Comparison of linear and volumetric criteria for the determination of therapeutic response in dogs with intracranial gliomas


Background: Brain tumor therapeutic responses can be quantified from magnetic resonance images (MRI) using 1- (1D) and 2-dimensional (2D) linear and volumetric methods, but few studies in dogs compare these techniques. Hypotheses: Linear methods will be obtained faster, but have less agreement than volumetric measurements. Therapeutic response agreement will be highest with the total T2W tumor volumetric (TTV) method. Therapeutic response at 6-weeks will correlate with overall survival (OS). Animals: Forty-six dogs with intracranial gliomas. Methods: Prospective study.

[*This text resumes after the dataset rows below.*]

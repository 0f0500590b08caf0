use super::{print_json, print_outcome, print_violations};
use crate::cli::OutputFormat;
use crate::collaborators::FileClass;
use crate::core::{dedup_violations, has_critical, Violation};
use crate::orchestrator::{ComplianceOrchestrator, EditOperation};
use crate::report::render_violation_guidance;
use anyhow::Result;
use serde::Serialize;
use std::path::{Path, PathBuf};

#[derive(Serialize)]
struct FileValidation<'a> {
    path: &'a Path,
    class: FileClass,
    allowed: bool,
    /// `None` when the unit was not validated (not a source unit, or absent).
    #[serde(skip_serializing_if = "Option::is_none")]
    compliant: Option<bool>,
    passed: bool,
    violations: Vec<Violation>,
}

/// Edit gate for `path`, plus the test-first checks on its current text
/// when it is an existing source unit.
fn check_file<'a>(
    orchestrator: &ComplianceOrchestrator,
    path: &'a Path,
    operation: EditOperation,
) -> Result<FileValidation<'a>> {
    let edit = orchestrator.check_edit(path, operation)?;

    let unit = match edit.class {
        FileClass::SourceUnit => orchestrator
            .read_project_file(path)
            .map(|text| orchestrator.validate_unit(path, &text)),
        _ => None,
    };

    let compliant = unit.as_ref().map(|u| u.compliant);
    let unit_violations = unit.map(|u| u.violations).unwrap_or_default();
    Ok(FileValidation {
        path,
        class: edit.class,
        allowed: edit.allowed,
        compliant,
        passed: edit.allowed && compliant.unwrap_or(true),
        violations: dedup_violations(edit.violations.into_iter().chain(unit_violations)),
    })
}

pub fn validate_file(
    orchestrator: &ComplianceOrchestrator,
    path: &Path,
    operation: EditOperation,
    format: OutputFormat,
) -> Result<bool> {
    let validation = check_file(orchestrator, path, operation)?;
    let passed = validation.passed;

    match format {
        OutputFormat::Json => print_json(&validation)?,
        OutputFormat::Text => {
            print_outcome(passed, &format!("{} ({operation:?})", path.display()));
            if !validation.violations.is_empty() {
                println!();
                print!("{}", render_violation_guidance(&validation.violations));
            }
        }
    }
    Ok(passed)
}

pub fn validate_commit(
    orchestrator: &ComplianceOrchestrator,
    changed: &[PathBuf],
    format: OutputFormat,
) -> Result<bool> {
    let verdict = orchestrator.can_commit(changed)?;

    match format {
        OutputFormat::Json => print_json(&verdict)?,
        OutputFormat::Text => {
            print_outcome(verdict.passed, "commit");
            match verdict.coverage_percent {
                Some(coverage) => println!("  coverage: {coverage:.1}%"),
                None => println!("  coverage: unknown"),
            }
            print_violations(&verdict.violations);
        }
    }
    Ok(verdict.passed)
}

pub fn validate_deps(
    orchestrator: &ComplianceOrchestrator,
    files: &[PathBuf],
    format: OutputFormat,
) -> Result<bool> {
    let violations = orchestrator.validate_dependencies(files)?;
    let passed = !has_critical(&violations);

    match format {
        OutputFormat::Json => print_json(&violations)?,
        OutputFormat::Text => {
            print_outcome(passed, &format!("dependencies in {} file(s)", files.len()));
            print_violations(&violations);
        }
    }
    Ok(passed)
}
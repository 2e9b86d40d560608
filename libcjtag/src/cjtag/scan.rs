use anyhow::Result;
use log::error;
use rust_fsm::StateMachine;

use crate::adapter::AdapterChannel;
use crate::cjtag::encoder::{oscan1_cycle_bytes, OSCAN1_CYCLE_LEN};
use crate::cjtag::link::CjtagLink;
use crate::cjtag::tap::TapState;
use crate::cjtag::{
    CycleBits, MAX_POSTAMBLE, MAX_PREAMBLE, MAX_SUPPORTED_SCAN_LENGTH, TDO_SAMPLE_BIT,
};

/// One IR or DR scan. Bit buffers are LSB-first; a missing `out_value`
/// shifts zeros, a missing `in_value` discards the captured bits.
pub struct ScanRequest<'a> {
    pub ir_scan: bool,
    pub num_bits: usize,
    pub out_value: Option<&'a [u8]>,
    pub in_value: Option<&'a mut [u8]>,
    pub end_state: TapState,
}

fn bit(buffer: &[u8], index: usize) -> bool {
    buffer[index / 8] & (1 << (index % 8)) != 0
}

fn set_bit(buffer: &mut [u8], index: usize, value: bool) {
    if value {
        buffer[index / 8] |= 1 << (index % 8);
    } else {
        buffer[index / 8] &= !(1 << (index % 8));
    }
}

fn bits_fit(buffer: Option<&[u8]>, num_bits: usize) -> bool {
    buffer.map_or(true, |b| b.len() * 8 >= num_bits)
}

impl<C: AdapterChannel> CjtagLink<C> {
    /// Deferred-read variant of `transitions`: OSCAN1 cycles only, no
    /// terminal read. The response bytes stay queued in the adapter and
    /// `tx_bit_count` accumulates so the scan's single read can skip them.
    fn shift_transitions(&mut self, tms_values: &str) -> Result<()> {
        let mut buffer = Vec::with_capacity(tms_values.len() * OSCAN1_CYCLE_LEN);

        for c in tms_values.chars() {
            if c == '_' || c == ' ' {
                continue;
            }
            let tms = c == '1';

            self.tx_bit_count += 1;
            self.tap.consume(&tms).unwrap();
            buffer.extend_from_slice(&oscan1_cycle_bytes(tms, false));
        }

        self.channel.write(&buffer)
    }

    /// Move the TAP between the states the scan path needs. Pairs outside
    /// the table emit nothing; the tracked state is set to `goal` either
    /// way.
    pub(crate) fn move_to_state(&mut self, goal: TapState) -> Result<()> {
        let tms_values = match (self.tap_state(), goal) {
            (TapState::RunIdle, TapState::ShiftDR) => "100",
            (TapState::RunIdle, TapState::ShiftIR) => "1100",
            (TapState::PauseDR, TapState::ShiftDR) => "10",
            (TapState::PauseDR, TapState::ShiftIR) => "111100",
            (TapState::PauseIR, TapState::ShiftDR) => "11100",
            (TapState::PauseIR, TapState::ShiftIR) => "10",
            (TapState::Exit1IR, TapState::PauseIR) => "0",
            (TapState::Exit1IR, TapState::RunIdle) => "10",
            (TapState::Exit1DR, TapState::PauseDR) => "0",
            (TapState::Exit1DR, TapState::RunIdle) => "10",
            (_, _) => "",
        };

        if !tms_values.is_empty() {
            self.shift_transitions(tms_values)?;
        }
        self.tap = StateMachine::from_state(goal);
        Ok(())
    }

    /// Perform one IR/DR scan: navigate to the shift state, clock the
    /// payload bits (final bit with TMS high), navigate to the requested end
    /// state, then read every queued response byte in one transaction and
    /// extract the captured bits from behind the preamble cycles.
    ///
    /// Malformed requests are logged and rejected without bus traffic.
    pub fn execute_scan(&mut self, request: ScanRequest<'_>) -> Result<()> {
        let ScanRequest {
            ir_scan,
            num_bits,
            out_value,
            in_value,
            end_state,
        } = request;

        if num_bits == 0 {
            error!("rejecting empty scan");
            return Ok(());
        }
        if num_bits + MAX_PREAMBLE + MAX_POSTAMBLE > MAX_SUPPORTED_SCAN_LENGTH {
            error!("scan length too long at {}", num_bits);
            return Ok(());
        }
        if !bits_fit(out_value, num_bits) || !bits_fit(in_value.as_deref(), num_bits) {
            error!("scan buffer shorter than {} bits", num_bits);
            return Ok(());
        }

        self.tx_bit_count = 0;

        let shift_state = if ir_scan {
            TapState::ShiftIR
        } else {
            TapState::ShiftDR
        };
        if self.tap_state() != shift_state {
            self.move_to_state(shift_state)?;
        }
        let preamble = self.tx_bit_count;

        for i in 0..num_bits {
            let mut cycle = CycleBits::empty();
            if out_value.map_or(false, |v| bit(v, i)) {
                cycle |= CycleBits::TDI;
            }
            if i == num_bits - 1 {
                // final bit exits the shift state
                cycle |= CycleBits::TMS;
            }
            self.send_jtag(cycle)?;
        }

        self.move_to_state(end_state)?;

        let total = num_bits + self.tx_bit_count;
        self.channel.read(&mut self.rx_buffer[..total])?;

        if let Some(in_value) = in_value {
            for i in 0..num_bits {
                let sampled = self.rx_buffer[i + preamble] & (1 << TDO_SAMPLE_BIT) != 0;
                set_bit(in_value, i, sampled);
            }
        }
        Ok(())
    }
}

Three raters measured tumors using 1D and 2D linear, TTV, and contrast-enhancing volumetric (CEV) techniques on 143 brain MRI to determine agreement between methods, define therapeutic responses, and assess relations with OS. Results: Raters performed 1D the fastest (2.9 ± 0.57 minutes) and CEV slowest (17.8 ± 6.2 minutes). Inter- and intraobserver agreements were excellent (intraclass correlations ≥.91) across methods. Correlations between linear (1D vs 2D; ρ >.91) and volumetric (TTV vs CEV; ρ >.73) methods were stronger than linear to volumetric comparisons (ρ range,.26-.59). Incorporating clinical and imaging data resulted in fewer discordant therapeutic responses across methods. Dogs having partial tumor responses at 6 weeks had a lower death hazard than dogs with stable or progressive disease when assessed using 2D, CEV, and TTV (hazard ration 2.1; 95% confidence interval, 1.22-3.63; P =.008). Conclusions and Clinical Importance: One-dimensional, 2D, CEV, and TTV are comparable for determining therapeutic response. Given the simplicity, universal applicability, and superior performance of the TTV, we recommend its use to standardize glioma therapeutic response criteria.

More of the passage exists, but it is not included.